Alla centralizzazione del modello digitale cinese, dunque, si dovrà essere in grado di opporne un altro, più libero e diffuso. Al momento, però, i tentacoli cinesi sembrano allungarsi con maggiore elasticità e non solo nei Paesi di stampo autoritari. Le preoccupazioni che accomunano Usa, Ue e Uk riguardo la capacità di promozione di Pechino dovrebbero spingerle a controbilanciare l’offerta con un altro modello, diversificato e che coinvolga più attori. “Ciò potrebbe includere l’ampliamento della partecipazione di esperti all’interno delle delegazioni nazionali ai processi di sviluppo di norme multilaterali, arricchendo così il lavoro dei gruppi di lavoro transatlantici esistenti sulle norme tecniche con il contributo della società civile e del mondo accademico”.

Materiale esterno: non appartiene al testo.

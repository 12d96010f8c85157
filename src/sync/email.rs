use super::config::EmailSettings;
use super::{read_report, report_filename, SyncMethod, Uploader, DOCX_MIME};
use crate::error::SyncError;
use lettre::message::header::ContentType;
use lettre::message::{Attachment, Mailbox, MultiPart, SinglePart};
use lettre::transport::smtp::authentication::Credentials;
use lettre::{Message, SmtpTransport, Transport};
use std::fmt::Display;
use std::path::Path;

/// Mails the report as an attachment to every configured recipient.
pub struct EmailUploader {
    settings: EmailSettings,
}

impl EmailUploader {
    pub fn from_settings(settings: &EmailSettings) -> Result<Self, SyncError> {
        let reason = if settings.smtp_host.trim().is_empty() {
            Some("missing SMTP host")
        } else if settings.recipients.is_empty() {
            Some("no recipients")
        } else {
            None
        };
        if let Some(reason) = reason {
            return Err(SyncError::NotConfigured {
                transport: SyncMethod::Email.to_string(),
                reason: reason.to_string(),
            });
        }
        Ok(Self {
            settings: settings.clone(),
        })
    }

    fn transport(&self) -> Result<SmtpTransport, SyncError> {
        let mut builder = SmtpTransport::starttls_relay(&self.settings.smtp_host)
            .map_err(email_error)?
            .port(self.settings.smtp_port);
        if !self.settings.username.is_empty() {
            builder = builder.credentials(Credentials::new(
                self.settings.username.clone(),
                self.settings.password.clone(),
            ));
        }
        Ok(builder.build())
    }

    fn build_message(&self, path: &Path, project_name: &str) -> Result<Message, SyncError> {
        let sender = if self.settings.from.is_empty() {
            &self.settings.username
        } else {
            &self.settings.from
        };
        let from = sender.parse::<Mailbox>().map_err(email_error)?;

        let mut builder = Message::builder()
            .from(from)
            .subject(format!("Отчёт об обследовании: {project_name}"));
        for recipient in &self.settings.recipients {
            builder = builder.to(recipient.parse::<Mailbox>().map_err(email_error)?);
        }

        let filename = report_filename(path);
        let content_type = ContentType::parse(DOCX_MIME).map_err(email_error)?;
        let attachment = Attachment::new(filename.clone()).body(read_report(path)?, content_type);
        let text = format!("Проект: {project_name}\nФайл отчёта: {filename}\n");

        builder
            .multipart(
                MultiPart::mixed()
                    .singlepart(SinglePart::plain(text))
                    .singlepart(attachment),
            )
            .map_err(email_error)
    }
}

impl Uploader for EmailUploader {
    fn method(&self) -> SyncMethod {
        SyncMethod::Email
    }

    fn upload(&self, path: &Path, project_name: &str) -> Result<(), SyncError> {
        let message = self.build_message(path, project_name)?;
        self.transport()?.send(&message).map_err(email_error)?;
        Ok(())
    }

    fn test_connection(&self) -> Result<(), SyncError> {
        if self.transport()?.test_connection().map_err(email_error)? {
            Ok(())
        } else {
            Err(email_error("SMTP server did not accept the connection"))
        }
    }
}

fn email_error(e: impl Display) -> SyncError {
    SyncError::Email {
        message: e.to_string(),
    }
}
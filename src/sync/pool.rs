//! Bounded worker pool for blocking work such as uploads.
//!
//! `submit` blocks while the queue is full. Each task yields a
//! [`TaskHandle`] that can be waited on or polled.

use crate::error::TaskError;
use crossbeam::channel::{self, Receiver, Sender, TryRecvError};
use std::panic::{catch_unwind, AssertUnwindSafe};
use std::thread::JoinHandle;
use tracing::{error, warn};

type Job = Box<dyn FnOnce() + Send + 'static>;

pub struct WorkerPool {
    sender: Option<Sender<Job>>,
    workers: Vec<JoinHandle<()>>,
}

impl WorkerPool {
    /// Starts `workers` threads (at least one) sharing a queue of
    /// `queue_capacity` pending jobs.
    #[must_use]
    pub fn new(workers: usize, queue_capacity: usize) -> Self {
        let (sender, receiver) = channel::bounded::<Job>(queue_capacity);
        let workers = (0..workers.max(1))
            .filter_map(|i| {
                let receiver = receiver.clone();
                std::thread::Builder::new()
                    .name(format!("wear-worker-{i}"))
                    .spawn(move || worker_loop(&receiver))
                    .map_err(|e| error!(error = %e, "failed to spawn worker"))
                    .ok()
            })
            .collect();

        Self {
            sender: Some(sender),
            workers,
        }
    }

    pub fn submit<F, T>(&self, task: F) -> TaskHandle<T>
    where
        F: FnOnce() -> T + Send + 'static,
        T: Send + 'static,
    {
        let (result_tx, result_rx) = channel::bounded(1);
        let job: Job = Box::new(move || {
            // The handle may already be gone; nothing to report then.
            let _ = result_tx.send(task());
        });

        match &self.sender {
            Some(sender) if !self.workers.is_empty() => {
                if sender.send(job).is_err() {
                    warn!("worker pool closed, task dropped");
                }
            }
            _ => warn!("worker pool has no workers, task dropped"),
        }

        TaskHandle { receiver: result_rx }
    }

    #[must_use]
    pub fn worker_count(&self) -> usize {
        self.workers.len()
    }
}

impl Drop for WorkerPool {
    fn drop(&mut self) {
        // Closing the queue lets workers drain it and exit.
        self.sender.take();
        for worker in self.workers.drain(..) {
            if worker.join().is_err() {
                error!("worker thread panicked");
            }
        }
    }
}

fn worker_loop(receiver: &Receiver<Job>) {
    for job in receiver.iter() {
        if catch_unwind(AssertUnwindSafe(job)).is_err() {
            error!("pooled task panicked");
        }
    }
}

/// Result slot of a submitted task.
pub struct TaskHandle<T> {
    receiver: Receiver<T>,
}

impl<T> TaskHandle<T> {
    /// Blocks until the task finishes.
    pub fn wait(self) -> Result<T, TaskError> {
        self.receiver.recv().map_err(|_| TaskError::Lost)
    }

    /// Non-blocking check. `None` while the task is still pending; the
    /// value is handed out once.
    pub fn try_result(&self) -> Option<Result<T, TaskError>> {
        match self.receiver.try_recv() {
            Ok(value) => Some(Ok(value)),
            Err(TryRecvError::Empty) => None,
            Err(TryRecvError::Disconnected) => Some(Err(TaskError::Lost)),
        }
    }
}
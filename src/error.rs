use std::fmt;

use thiserror::Error;

#[cfg(feature = "sqlite")]
use rusqlite;
#[cfg(feature = "postgres")]
use tokio_postgres;

/// The public operation a failure happened in.
#[derive(Debug, Clone, Copy, PartialEq, Eq, Hash)]
pub enum Operation {
    /// Render, bind, expand, and rebind only.
    Build,
    Exec,
    Get,
    Select,
    Iterate,
    Create,
    Update,
}

impl fmt::Display for Operation {
    fn fmt(&self, f: &mut fmt::Formatter<'_>) -> fmt::Result {
        let label = match self {
            Operation::Build => "error executing template",
            Operation::Exec => "error executing query",
            Operation::Get => "error getting record",
            Operation::Select => "error selecting records",
            Operation::Iterate => "error iterating records",
            Operation::Create => "error creating record",
            Operation::Update => "error updating record",
        };
        f.write_str(label)
    }
}

#[derive(Debug, Error)]
pub enum SqlTemplateError {
    #[error("Template source error: {0}")]
    TemplateSource(String),

    #[error("Template parse error: {0}")]
    TemplateParse(String),

    #[error("template not found: {0}")]
    TemplateNotFound(String),

    #[error("error rendering template `{name}`: {message}")]
    RenderError { name: String, message: String },

    #[error("error binding named vars: {0}")]
    BindError(String),

    #[error("error expanding parameter list: {0}")]
    ExpansionError(String),

    #[error("error rebinding placeholders: {0}")]
    RebindError(String),

    #[error("SQL execution error: {0}")]
    ExecutionError(String),

    #[cfg(feature = "sqlite")]
    #[error(transparent)]
    SqliteError(#[from] rusqlite::Error),

    #[cfg(feature = "postgres")]
    #[error(transparent)]
    PostgresError(#[from] tokio_postgres::Error),

    #[error("no rows in result set")]
    NotFound,

    #[error("error scanning row: {0}")]
    ScanError(String),

    #[error("operation cancelled")]
    Cancelled,

    #[error("deadline exceeded")]
    DeadlineExceeded,

    #[error("Configuration error: {0}")]
    ConfigError(String),

    #[error("Connection error: {0}")]
    ConnectionError(String),

    #[error("{op}: {source}")]
    Operation {
        op: Operation,
        #[source]
        source: Box<SqlTemplateError>,
    },
}

impl SqlTemplateError {
    /// Wrap a stage error with the public operation that failed.
    ///
    /// Already-wrapped errors are returned untouched so the caller only ever sees one label.
    #[must_use]
    pub fn during(self, op: Operation) -> Self {
        match self {
            wrapped @ SqlTemplateError::Operation { .. } => wrapped,
            other => SqlTemplateError::Operation {
                op,
                source: Box::new(other),
            },
        }
    }

    /// The stage-level error beneath any operation wrapper.
    #[must_use]
    pub fn root(&self) -> &SqlTemplateError {
        match self {
            SqlTemplateError::Operation { source, .. } => source.root(),
            other => other,
        }
    }

    /// The public operation this error was raised from, if any.
    #[must_use]
    pub fn operation(&self) -> Option<Operation> {
        match self {
            SqlTemplateError::Operation { op, .. } => Some(*op),
            _ => None,
        }
    }

    /// True when a single-row call matched nothing.
    #[must_use]
    pub fn is_not_found(&self) -> bool {
        matches!(self.root(), SqlTemplateError::NotFound)
    }

    /// True when the database rejected the statement.
    #[must_use]
    pub fn is_execution_error(&self) -> bool {
        match self.root() {
            SqlTemplateError::ExecutionError(_) => true,
            #[cfg(feature = "sqlite")]
            SqlTemplateError::SqliteError(_) => true,
            #[cfg(feature = "postgres")]
            SqlTemplateError::PostgresError(_) => true,
            _ => false,
        }
    }
}

impl From<tera::Error> for SqlTemplateError {
    fn from(err: tera::Error) -> Self {
        SqlTemplateError::TemplateParse(describe_chain(&err))
    }
}

impl From<tokio::task::JoinError> for SqlTemplateError {
    fn from(err: tokio::task::JoinError) -> Self {
        SqlTemplateError::ExecutionError(format!("blocking task join error: {err}"))
    }
}

/// Flatten an error and its sources into one line.
///
/// tera reports the useful part (undefined variable, bad filter) in the source chain, not in
/// the top-level message.
pub(crate) fn describe_chain(err: &(dyn std::error::Error + 'static)) -> String {
    let mut message = err.to_string();
    let mut current = err.source();
    while let Some(cause) = current {
        message.push_str(": ");
        message.push_str(&cause.to_string());
        current = cause.source();
    }
    message
}

#[cfg(test)]
mod tests {
    use super::*;

    #[test]
    fn wraps_once_and_keeps_root() {
        let err = SqlTemplateError::NotFound
            .during(Operation::Get)
            .during(Operation::Select);
        assert_eq!(err.operation(), Some(Operation::Get));
        assert!(err.is_not_found());
        assert_eq!(err.to_string(), "error getting record: no rows in result set");
    }

    #[test]
    fn execution_classification() {
        let err = SqlTemplateError::ExecutionError("syntax error".into()).during(Operation::Exec);
        assert!(err.is_execution_error());
        assert!(!SqlTemplateError::BindError("x".into()).is_execution_error());
    }
}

Se le sfide si chiamano Intelligenza artificiale, tecnologie quantistiche e infrastrutture di telecomunicazione, avere un programma condiviso con “Paesi che la pensano nello stesso modo”, ma anche con quelli appartenenti alla “zona grigia”, “sarà fondamentale per lo sviluppo di coalizioni politiche internazionali per standard digitali sicuri, efficaci ed interoperabili”. L’urgenza, secondo gli esperti del think tank, è quella di interloquire con tutti gli stakeholder, a partire da quelli che operano nel settore privato fino ad arrivare alla società civile. Anche così, infatti, la Cina è riuscita a colmare il vuoto infrastrutturale e digitale nelle economie del Sud del mondo.
Il Regno Unito si sta iniziando a muovere in questo senso, come testimoniano i suoi tentativi di allargare l’alleanza anche ai partner indiani e australiani. La sessione ospitata da TechUk e dal Uk-India business a maggio scorso ha assunto proprio questo significato, con il tentativo di focalizzare i punti di unione tra i due Stati in ambito tecnologico e superare gli ostacoli che non permettono di raggiungere accordi per un accordo per il commercio digitale.
Piccoli passi, che mostrano ancora quanta strada c’è da percorrere per arrivare a una collaborazione generale. Sarà lunga e tortuosa, non c’è dubbio, ma solo così Stati Uniti, Unione europea e Regno unito, “lavorando per un approccio più inclusivo e congiunto, saranno in una posizione migliore per plasmare la governance tecnologica globale in linea con i loro valori condivisi”.